Don Juan no ha permitido que lo acompañemos a la estación. Algo torpes, una pizca desorientados, hemos acabado en la plaza
tomando copas. Un amigo dispara a bocajarro:
—¿Qué vas a hacer?
—¿A qué te refieres?
—No te escabullas: que si vas a seguir escribiendo los resúmenes de las tertulias.
—No. Don Juan no está, no estarán las «enseñanzas»: ¿para qué?
—La tertulia sí permanece; popular, vulgar incluso: de todo ha de
haber —apunta otro con buenas intenciones.
Resisto:
—Descansaré. Han sido cinco años, gratis et amore, domingo tras domingo, sin fallar ni uno; durante unos
meses, al principio —arrancada de caballo—, también los jueves; no es fácil
resumir en un rato conversaciones todo lo altas que queráis, pero desordenadas
y confusas. Por otra parte, «es preciso dejar de escribir, o cuando menos de publicar,
si uno percibe cierto punto irreversible de deterioro», dijo el otro día un
buen y generosísimo amigo a quien no amenaza tal
contingencia.
—¿A ti sí?
—Más vale prevenir. Que siga
otro: no me enfadaré.
Nadie se siente aludido. Continúo:
—De modo que el próximo miércoles repetiré la primera
entrada; después —en cuanto aprenda cómo y me quede un rato— el blog
desaparecerá.
—¿Los lectores?
—Han tenido la paciencia de aguantarnos y la misericordia de olvidar las faltas: que Dios se lo premie. Yo se lo agradezco de todo
corazón.
—¿Y nosotros?
—Vosotros también deberíais agradecérselo.
—Digo que estábamos acostumbrados al espejo; porque te da la
gana, nos lo quitas…
—Pago la ronda.
—Olvidado el reproche.
El curioso del principio no desunce:
—¿Qué pasará con el facebook?
—El facebook aguanta.
—¿El facebook sí y el blog no?
—Sacrificaré el blog igual que otros sacrifican
las mascotas que han querido tanto y ya no: para que no yerre desamparado, cada vez más viejo, más triste, más pasto de las pulgas; para
que no se convierta en cachivache repudiado acumulando ciberpolvo en
sepa Dios qué buhardilla del caserón de Google. En cuanto al facebook,
de cerrarlo, perderíamos la ventana que nos permite estar atentos a los
formidables amigos virtuales, ahora reales y verdaderos, que nos hemos ido echando:
solo por eso, al facebook le debemos respeto, cariño y lealtad. Además —a la manera de don Juan, hago una pausa solemne—, cierta editorial merecidamente prestigiosa de la región nos ha propuesto
seleccionar cincuenta o sesenta entradas —se admiten sugerencias— para publicarlas en su colección
literaria. Si cuaja, en el facebook lo diremos.

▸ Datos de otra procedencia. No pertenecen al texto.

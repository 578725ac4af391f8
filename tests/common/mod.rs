#![allow(dead_code)]

use async_trait::async_trait;
use know::enrichment::{LanguageModel, ProviderError};
use std::sync::atomic::{AtomicUsize, Ordering};
use std::time::Duration;

/// Deterministic model: tags come from keywords in the text, embeddings from
/// a fixed list of topic axes
pub struct KeywordModel {
    pub dimension: usize,
    pub delay: Duration,
    pub fail_summaries: bool,
    in_flight: AtomicUsize,
    max_in_flight: AtomicUsize,
}

const TOPICS: [&str; 4] = ["rust", "python", "database", "history"];

impl KeywordModel {
    pub fn new() -> Self {
        Self {
            dimension: TOPICS.len(),
            delay: Duration::from_millis(5),
            fail_summaries: false,
            in_flight: AtomicUsize::new(0),
            max_in_flight: AtomicUsize::new(0),
        }
    }

    pub fn max_in_flight(&self) -> usize {
        self.max_in_flight.load(Ordering::SeqCst)
    }

    async fn simulate_latency(&self) {
        let current = self.in_flight.fetch_add(1, Ordering::SeqCst) + 1;
        self.max_in_flight.fetch_max(current, Ordering::SeqCst);
        let _slot = Slot(&self.in_flight);
        tokio::time::sleep(self.delay).await;
    }
}

/// Releases an in-flight slot when the call finishes or is dropped
struct Slot<'a>(&'a AtomicUsize);

impl Drop for Slot<'_> {
    fn drop(&mut self) {
        self.0.fetch_sub(1, Ordering::SeqCst);
    }
}

#[async_trait]
impl LanguageModel for KeywordModel {
    async fn generate_tags(&self, text: &str) -> Result<Vec<String>, ProviderError> {
        self.simulate_latency().await;
        let lower = text.to_lowercase();
        Ok(TOPICS
            .iter()
            .filter(|topic| lower.contains(*topic))
            .map(|topic| {
                let mut chars = topic.chars();
                match chars.next() {
                    Some(first) => first.to_uppercase().chain(chars).collect(),
                    None => String::new(),
                }
            })
            .collect())
    }

    async fn generate_summary(&self, text: &str) -> Result<String, ProviderError> {
        self.simulate_latency().await;
        if self.fail_summaries {
            return Err(ProviderError::Status {
                status: 503,
                body: "unavailable".to_string(),
            });
        }
        Ok(format!("About {} characters of text.", text.len()))
    }

    async fn generate_embedding(&self, text: &str) -> Result<Vec<f32>, ProviderError> {
        self.simulate_latency().await;
        let lower = text.to_lowercase();
        Ok(TOPICS
            .iter()
            .map(|topic| lower.matches(topic).count() as f32)
            .collect())
    }

    fn name(&self) -> &str {
        "keyword"
    }
}
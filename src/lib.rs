//! Know - personal knowledge base with background enrichment
//!
//! Articles are stored in SQLite and enriched asynchronously: a bounded pool of
//! workers asks a language model for topic tags, a summary and an embedding,
//! which feed a popular-tags cache and a cosine-similarity vector index.

pub mod cli;
pub mod config;
pub mod daemon;
pub mod enrichment;
pub mod error;
pub mod service;
pub mod storage;
pub mod tags;
pub mod vector;

pub use error::{KnowError, Result};
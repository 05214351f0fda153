// vim: tw=80
//! Out-parameter writes: `set_arg` writes through the caller's storage before
//! the call returns, on every matched call, alongside any queued action.

use understudy::matchers::any;
use understudy::{args, Arg, Controller, Method};

fn ptr() -> Method {
    Method::new("Index.Ptr", 1)
}

#[test]
fn set_arg_writes_through_the_out_parameter() {
    let ctrl = Controller::new();
    ctrl.expect(ptr(), args![any()]).set_arg(0, 7i64);

    let mut target = 0i64;
    ctrl.call(&ptr(), vec![Arg::slot(&mut target)]);
    assert_eq!(7, target);
    ctrl.verify();
}

#[test]
fn set_arg_applies_alongside_a_queued_action() {
    let ctrl = Controller::new();
    ctrl.expect(ptr(), args![any()])
        .set_arg(0, 7i64)
        .run(|args| {
            // The write lands before the action observes the arguments.
            if let Some(v) = args[0].downcast_ref::<i64>() {
                assert_eq!(7, *v);
            } else {
                panic!("out-parameter lost its type");
            }
        });

    let mut target = 0i64;
    ctrl.call(&ptr(), vec![Arg::slot(&mut target)]);
    assert_eq!(7, target);
    ctrl.verify();
}

#[test]
fn set_arg_repeats_on_every_matched_call() {
    let ctrl = Controller::new();
    ctrl.expect(ptr(), args![any()]).times(2).set_arg(0, 7i64);

    let mut first = 0i64;
    let mut second = 1i64;
    ctrl.call(&ptr(), vec![Arg::slot(&mut first)]);
    ctrl.call(&ptr(), vec![Arg::slot(&mut second)]);
    assert_eq!((7, 7), (first, second));
    ctrl.verify();
}

#[test]
#[should_panic(expected = "not an out-parameter")]
fn set_arg_requires_an_out_parameter_argument() {
    let ctrl = Controller::new();
    ctrl.expect(ptr(), args![any()]).set_arg(0, 7i64);

    ctrl.call(&ptr(), vec![Arg::of(0i64)]);
}

#[test]
#[should_panic(expected = "holds a i32, not a i64")]
fn set_arg_requires_the_matching_storage_type() {
    let ctrl = Controller::new();
    ctrl.expect(ptr(), args![any()]).set_arg(0, 7i64);

    let mut target = 0i32;
    ctrl.call(&ptr(), vec![Arg::slot(&mut target)]);
}

#[test]
#[should_panic(expected = "out of range")]
fn set_arg_validates_the_index_at_registration() {
    let ctrl = Controller::new();
    ctrl.expect(ptr(), args![any()]).set_arg(1, 7i64);
}
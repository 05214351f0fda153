// vim: tw=80
//! The live collection of registered expectations.

use std::collections::HashMap;
use std::sync::Arc;

use crate::call::Call;
use crate::method::Method;
use crate::value::{fmt_args, Arg};

/// All registered expectations of one controller, keyed by method identity.
///
/// Per method the expectations stay in registration order: callers control
/// precedence between overlapping matchers purely through that order.
/// Exhausted expectations are never removed; they still serve as ordering
/// predecessors and appear in diagnostics.
#[derive(Default)]
pub(crate) struct CallSet {
    expected: HashMap<&'static str, Vec<Arc<Call>>>,
}

impl CallSet {
    pub(crate) fn add(&mut self, call: Arc<Call>) {
        self.expected
            .entry(call.method().name())
            .or_default()
            .push(call);
    }

    /// Find the first expectation, in registration order, that accepts this
    /// dispatch.  On failure the error is the complete report: the actual
    /// call, and every registered expectation for the method with the precise
    /// reason it did not match.
    pub(crate) fn find_match(
        &self,
        method: &Method,
        args: &[Arg<'_>],
    ) -> Result<Arc<Call>, String> {
        let calls = self.expected.get(method.name());
        let mut reasons = Vec::new();
        for call in calls.into_iter().flatten() {
            match call.try_match(args) {
                Ok(()) => return Ok(Arc::clone(call)),
                Err(mismatch) => {
                    reasons.push(format!("    {call}: {mismatch}"));
                }
            }
        }
        let mut report = format!(
            "unexpected call to {}({})",
            method.name(),
            fmt_args(args),
        );
        if reasons.is_empty() {
            report.push_str(": there are no expectations registered for \
                             this method");
        } else {
            report.push_str(&format!(
                "\nthe registered expectations for {} are:\n{}",
                method.name(),
                reasons.join("\n"),
            ));
        }
        Err(report)
    }

    /// One report per expectation that has not reached its minimum call
    /// count, in registration order across methods.
    pub(crate) fn failures(&self) -> Vec<String> {
        let mut methods: Vec<_> = self.expected.keys().copied().collect();
        methods.sort_unstable();
        methods
            .iter()
            .flat_map(|name| &self.expected[name])
            .filter_map(|call| call.unsatisfied_report())
            .collect()
    }
}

Aguardo murmullos de asombro o admiración. No se estremecen.
—¿Lo sabe don Juan?
—Naturalmente.
—¿Qué opina?
—El editor habló primero con don Juan; don Juan se lo quitó
de encima: me lo endosó. «Usted verá», repite cuando le pregunto: de ahí
no lo saco.
—¿Te apetece?
—Cavilo: dudo. Por un lado, si un editor
solvente quiere publicarlo, algo valdrá: aunque sea para jugar en la tercera
división autonómica; por otro, no se me olvida que —en internet, o sea, de
balde— han leído cada entrada ciento veinte o ciento treinta personas, de las
cuales alrededor de cuarenta son almagreñas: ¿quién va a pagar, entonces, doce
o catorce euros por un ejemplar en papel?
—Los amigos, los parientes, los curiosos, los cultos…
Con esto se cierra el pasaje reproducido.